EXERCISE DIRECTIONS: Report how many lines below contain the word "freshly", and give only that number.
[DATA TO USE]
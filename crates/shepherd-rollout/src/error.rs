use shepherd_core::{ExecError, ReleaseTag};
use shepherd_release::FetchError;
use shepherd_state::StateError;
use thiserror::Error;

use crate::phase::RolloutPhase;

pub type RolloutResult<T> = Result<T, RolloutError>;

/// Unrecoverable tick failures. Skips and rollbacks are not errors.
#[derive(Debug, Error)]
pub enum RolloutError {
    #[error("state error: {0}")]
    State(#[from] StateError),

    #[error("release fetch failed: {0}")]
    Fetch(#[from] FetchError),

    #[error("deploy of {tag} failed: {source}")]
    DeployFailed { tag: ReleaseTag, source: ExecError },

    #[error("rollback to {tag} failed: {source}")]
    RollbackFailed { tag: ReleaseTag, source: ExecError },

    #[error("no rollback target after {failed} failed: stable tag and last installed tag are both empty")]
    NoRollbackTarget { failed: ReleaseTag },

    #[error("invalid phase transition {from:?} -> {to:?}")]
    InvalidTransition { from: RolloutPhase, to: RolloutPhase },
}
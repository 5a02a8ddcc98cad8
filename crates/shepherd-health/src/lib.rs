//! shepherd-health — health checking for canary releases.
//!
//! The [`HealthChecker`] runs the operator's health-check command against a
//! freshly deployed release and decides whether it stayed healthy for the
//! whole canary observation window.
//!
//! # Phases
//!
//! ```text
//! t=0        initial check ── fail ──► retry (delay = interval) × retries
//!                 │                         └─ all failed ─► Unhealthy (immediately)
//!               pass
//!                 ▼
//! every interval  re-check ── fail ─► Unhealthy (no retries)
//!                 │
//! t=window    ───► Healthy
//! ```

pub mod checker;

pub use checker::{HealthCheckConfig, HealthChecker, HealthOutcome, ProbeResult};
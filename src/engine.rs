use std::io;
use std::path::Path;
use std::process::Command;
use std::time::Duration;

use anyhow::Context as _;
use reqwest::header::{ACCEPT, CONTENT_TYPE, USER_AGENT};
use url::Url;

use crate::document::Document;

const USER_AGENT_VALUE: &str = concat!("docs2pdf/", env!("CARGO_PKG_VERSION"));

/// Turns URLs into documents and documents into PDF files.
pub trait RenderEngine {
    /// Loads `url`; relative links in the result resolve against `base_url`
    /// unless the page declares its own base.
    fn load(&self, url: &Url, base_url: &Url) -> anyhow::Result<Document>;

    fn write_pdf(&self, document: &Document, target: &Path) -> anyhow::Result<()>;
}

/// Blocking HTTP fetcher for HTML pages.
#[derive(Debug, Clone)]
pub struct HttpLoader {
    client: reqwest::blocking::Client,
}

impl HttpLoader {
    pub fn new() -> anyhow::Result<Self> {
        let client = reqwest::blocking::Client::builder()
            .timeout(Duration::from_secs(30))
            .redirect(reqwest::redirect::Policy::limited(10))
            .build()
            .context("build http client")?;
        Ok(Self { client })
    }

    pub fn fetch(&self, url: &Url, base_url: &Url) -> anyhow::Result<Document> {
        let response = self
            .client
            .get(url.clone())
            .header(USER_AGENT, USER_AGENT_VALUE)
            .header(ACCEPT, "text/html,application/xhtml+xml;q=0.9,*/*;q=0.8")
            .send()
            .with_context(|| format!("GET {url}"))?;

        let status = response.status();
        if !status.is_success() {
            anyhow::bail!("GET {url}: status {status}");
        }

        if let Some(content_type) = response
            .headers()
            .get(CONTENT_TYPE)
            .and_then(|v| v.to_str().ok())
        {
            let content_type = content_type.to_ascii_lowercase();
            if !(content_type.starts_with("text/html")
                || content_type.starts_with("application/xhtml+xml"))
            {
                anyhow::bail!("GET {url}: not an html page ({content_type})");
            }
        }

        let body = response
            .text()
            .with_context(|| format!("read body: {url}"))?;
        Document::parse(&body, base_url.clone()).with_context(|| format!("parse html: {url}"))
    }
}

/// Fetches pages over HTTP and renders them with the `weasyprint` CLI.
#[derive(Debug, Clone)]
pub struct WeasyPrintEngine {
    loader: HttpLoader,
    program: String,
}

impl WeasyPrintEngine {
    pub fn new(program: impl Into<String>) -> anyhow::Result<Self> {
        Ok(Self {
            loader: HttpLoader::new()?,
            program: program.into(),
        })
    }
}

impl RenderEngine for WeasyPrintEngine {
    fn load(&self, url: &Url, base_url: &Url) -> anyhow::Result<Document> {
        self.loader.fetch(url, base_url)
    }

    fn write_pdf(&self, document: &Document, target: &Path) -> anyhow::Result<()> {
        let input = tempfile::Builder::new()
            .prefix("docs2pdf-")
            .suffix(".html")
            .tempfile()
            .context("create weasyprint input temp file")?;
        std::fs::write(input.path(), document.to_html()?)
            .with_context(|| format!("write weasyprint input: {}", input.path().display()))?;

        tracing::debug!(
            program = %self.program,
            base_url = %document.base_url(),
            target = %target.display(),
            "weasyprint"
        );

        let output = match Command::new(&self.program)
            .arg("--base-url")
            .arg(document.base_url().as_str())
            .arg(input.path())
            .arg(target)
            .output()
        {
            Ok(output) => output,
            Err(err) if err.kind() == io::ErrorKind::NotFound => {
                anyhow::bail!(
                    "weasyprint not found ({}); install weasyprint or pass `--weasyprint <PATH>`",
                    self.program
                );
            }
            Err(err) => {
                return Err(err).with_context(|| format!("run weasyprint: {}", self.program));
            }
        };

        if !output.status.success() {
            anyhow::bail!(
                "weasyprint failed ({}): {}",
                output.status,
                String::from_utf8_lossy(&output.stderr).trim()
            );
        }
        Ok(())
    }
}
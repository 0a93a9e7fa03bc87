#![forbid(unsafe_code)]

pub mod cli;
pub mod config;
pub mod crawl;
pub mod document;
pub mod engine;
pub mod formats;
pub mod logging;
pub mod render;
pub mod resolve;
pub mod state;
use std::path::PathBuf;

use url::Url;

use crate::config::CrawlConfig;
use crate::state::{CrawlState, ROOT_HREF};

/// Decides which URLs belong to the crawled site and how they are keyed.
#[derive(Debug, Clone)]
pub struct SiteScope {
    base: Url,
    prefix: String,
}

impl SiteScope {
    pub fn new(base_url: &Url) -> Self {
        let prefix = base_url.as_str().trim_end_matches('/').to_owned();
        Self {
            base: base_url.clone(),
            prefix,
        }
    }

    pub fn base_url(&self) -> &Url {
        &self.base
    }

    /// A URL is in the site when it shares the base network location, or when
    /// its text contains the base URL.
    pub fn is_in_site(&self, url: &Url) -> bool {
        self.is_same_netloc(url) || url.as_str().contains(&self.prefix)
    }

    fn is_same_netloc(&self, url: &Url) -> bool {
        url.host_str().is_some()
            && url.host_str() == self.base.host_str()
            && url.port() == self.base.port()
            && url.username() == self.base.username()
    }

    /// Site-relative form of `href` with the fragment removed, or `None` when
    /// `href` points outside the site. Relative hrefs resolve against the base.
    pub fn site_relative(&self, href: &str) -> Option<String> {
        let url = match Url::parse(href) {
            Ok(url) => url,
            Err(url::ParseError::RelativeUrlWithoutBase) => self.base.join(href).ok()?,
            Err(_) => return None,
        };
        if !self.is_in_site(&url) {
            return None;
        }

        let text = url.as_str();
        let relative = if let Some(rest) = text.strip_prefix(&self.prefix) {
            rest.to_owned()
        } else if self.is_same_netloc(&url) {
            match url.query() {
                Some(query) => format!("{}?{query}", url.path()),
                None => url.path().to_owned(),
            }
        } else {
            text.replacen(&self.prefix, "", 1)
        };

        Some(strip_fragment(&relative))
    }
}

fn strip_fragment(href: &str) -> String {
    let without = href.split('#').next().unwrap_or_default();
    if without.is_empty() {
        ROOT_HREF.to_owned()
    } else {
        without.to_owned()
    }
}

/// Maps site hrefs to the PDF paths that hold (or will hold) their pages.
#[derive(Debug, Clone)]
pub struct PathResolver {
    scope: SiteScope,
    site_root: PathBuf,
    root_path: PathBuf,
}

impl PathResolver {
    pub fn new(config: &CrawlConfig) -> Self {
        Self {
            scope: SiteScope::new(&config.base_url),
            site_root: config.output_root.clone(),
            root_path: config.root_path(),
        }
    }

    pub fn scope(&self) -> &SiteScope {
        &self.scope
    }

    /// Target path for `href`, recorded in the state's href map. `None` for
    /// hrefs outside the site.
    pub fn resolve(&self, href: &str, state: &mut CrawlState) -> Option<PathBuf> {
        let normalized = self.scope.site_relative(href)?;
        Some(self.resolve_normalized(&normalized, state))
    }

    /// An existing map entry always wins over a freshly derived path.
    pub fn resolve_normalized(&self, normalized: &str, state: &mut CrawlState) -> PathBuf {
        if let Some(existing) = state.target_for(normalized) {
            return existing.to_path_buf();
        }
        let target = self.target_path(normalized);
        state.assign_target(normalized, target).to_path_buf()
    }

    pub fn target_path(&self, normalized: &str) -> PathBuf {
        let stripped = normalized.trim_matches('/');
        if stripped.is_empty() {
            return self.root_path.clone();
        }
        self.site_root.join(format!("{stripped}.pdf"))
    }
}
use std::collections::{HashMap, HashSet};
use std::path::{Path, PathBuf};

/// Site-relative href of the root page.
pub const ROOT_HREF: &str = "/";

#[derive(Debug, Clone, PartialEq, Eq)]
pub enum PageStatus {
    /// Attempted; holds the page path relative to the output root.
    Rendered(PathBuf),
    /// The href behind this target could not be loaded. Never retried.
    Failed,
}

#[derive(Debug, Clone, PartialEq, Eq)]
pub struct PendingLink {
    pub target: PathBuf,
    /// Page that first referenced the link.
    pub source: PathBuf,
}

/// Mutable bookkeeping for a single crawl run.
///
/// All three tables are append-only: the href map and `links` keep their first
/// entry per key, and a target path enters `pages` exactly once.
#[derive(Debug, Clone)]
pub struct CrawlState {
    map: HashMap<String, PathBuf>,
    links: Vec<(String, PendingLink)>,
    seen_links: HashSet<String>,
    pages: HashMap<PathBuf, PageStatus>,
}

impl CrawlState {
    pub fn new(root_path: PathBuf) -> Self {
        let mut map = HashMap::new();
        map.insert(ROOT_HREF.to_owned(), root_path);
        Self {
            map,
            links: Vec::new(),
            seen_links: HashSet::new(),
            pages: HashMap::new(),
        }
    }

    pub fn target_for(&self, normalized_href: &str) -> Option<&Path> {
        self.map.get(normalized_href).map(PathBuf::as_path)
    }

    /// Records `target` for `normalized_href` unless a mapping already exists,
    /// and returns the mapping that is in effect.
    pub fn assign_target(&mut self, normalized_href: &str, target: PathBuf) -> &Path {
        self.map
            .entry(normalized_href.to_owned())
            .or_insert(target)
            .as_path()
    }

    pub fn map_len(&self) -> usize {
        self.map.len()
    }

    /// First source wins: returns `false` and leaves the table untouched when
    /// `href` was already recorded.
    pub fn record_link(&mut self, href: &str, target: PathBuf, source: PathBuf) -> bool {
        if !self.seen_links.insert(href.to_owned()) {
            return false;
        }
        self.links
            .push((href.to_owned(), PendingLink { target, source }));
        true
    }

    pub fn link(&self, href: &str) -> Option<&PendingLink> {
        self.links
            .iter()
            .find(|(candidate, _)| candidate == href)
            .map(|(_, link)| link)
    }

    /// Links in discovery order.
    pub fn links(&self) -> impl Iterator<Item = (&str, &PendingLink)> {
        self.links.iter().map(|(href, link)| (href.as_str(), link))
    }

    pub fn links_len(&self) -> usize {
        self.links.len()
    }

    pub fn links_snapshot(&self) -> Vec<(String, PendingLink)> {
        self.links.clone()
    }

    /// Distinct link targets without a `pages` entry, in discovery order.
    pub fn unattempted_targets(&self) -> Vec<&Path> {
        let mut seen = HashSet::new();
        self.links
            .iter()
            .map(|(_, link)| link.target.as_path())
            .filter(|target| !self.pages.contains_key(*target))
            .filter(|target| seen.insert(*target))
            .collect()
    }

    pub fn has_unattempted(&self) -> bool {
        self.links
            .iter()
            .any(|(_, link)| !self.pages.contains_key(&link.target))
    }

    pub fn distinct_targets(&self) -> usize {
        self.links
            .iter()
            .map(|(_, link)| link.target.as_path())
            .collect::<HashSet<_>>()
            .len()
    }

    pub fn is_attempted(&self, target: &Path) -> bool {
        self.pages.contains_key(target)
    }

    /// Returns `false` if `target` was already attempted.
    pub fn mark_rendered(&mut self, target: &Path, page: PathBuf) -> bool {
        self.mark(target, PageStatus::Rendered(page))
    }

    /// Returns `false` if `target` was already attempted.
    pub fn mark_failed(&mut self, target: &Path) -> bool {
        self.mark(target, PageStatus::Failed)
    }

    fn mark(&mut self, target: &Path, status: PageStatus) -> bool {
        if self.pages.contains_key(target) {
            return false;
        }
        self.pages.insert(target.to_path_buf(), status);
        true
    }

    pub fn page_status(&self, target: &Path) -> Option<&PageStatus> {
        self.pages.get(target)
    }

    pub fn pages(&self) -> impl Iterator<Item = (&Path, &PageStatus)> {
        self.pages.iter().map(|(path, status)| (path.as_path(), status))
    }

    pub fn pages_len(&self) -> usize {
        self.pages.len()
    }

    pub fn failed_len(&self) -> usize {
        self.pages
            .values()
            .filter(|status| matches!(status, PageStatus::Failed))
            .count()
    }
}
[/DATA TO USE]
THE COMPLETED TASK: 2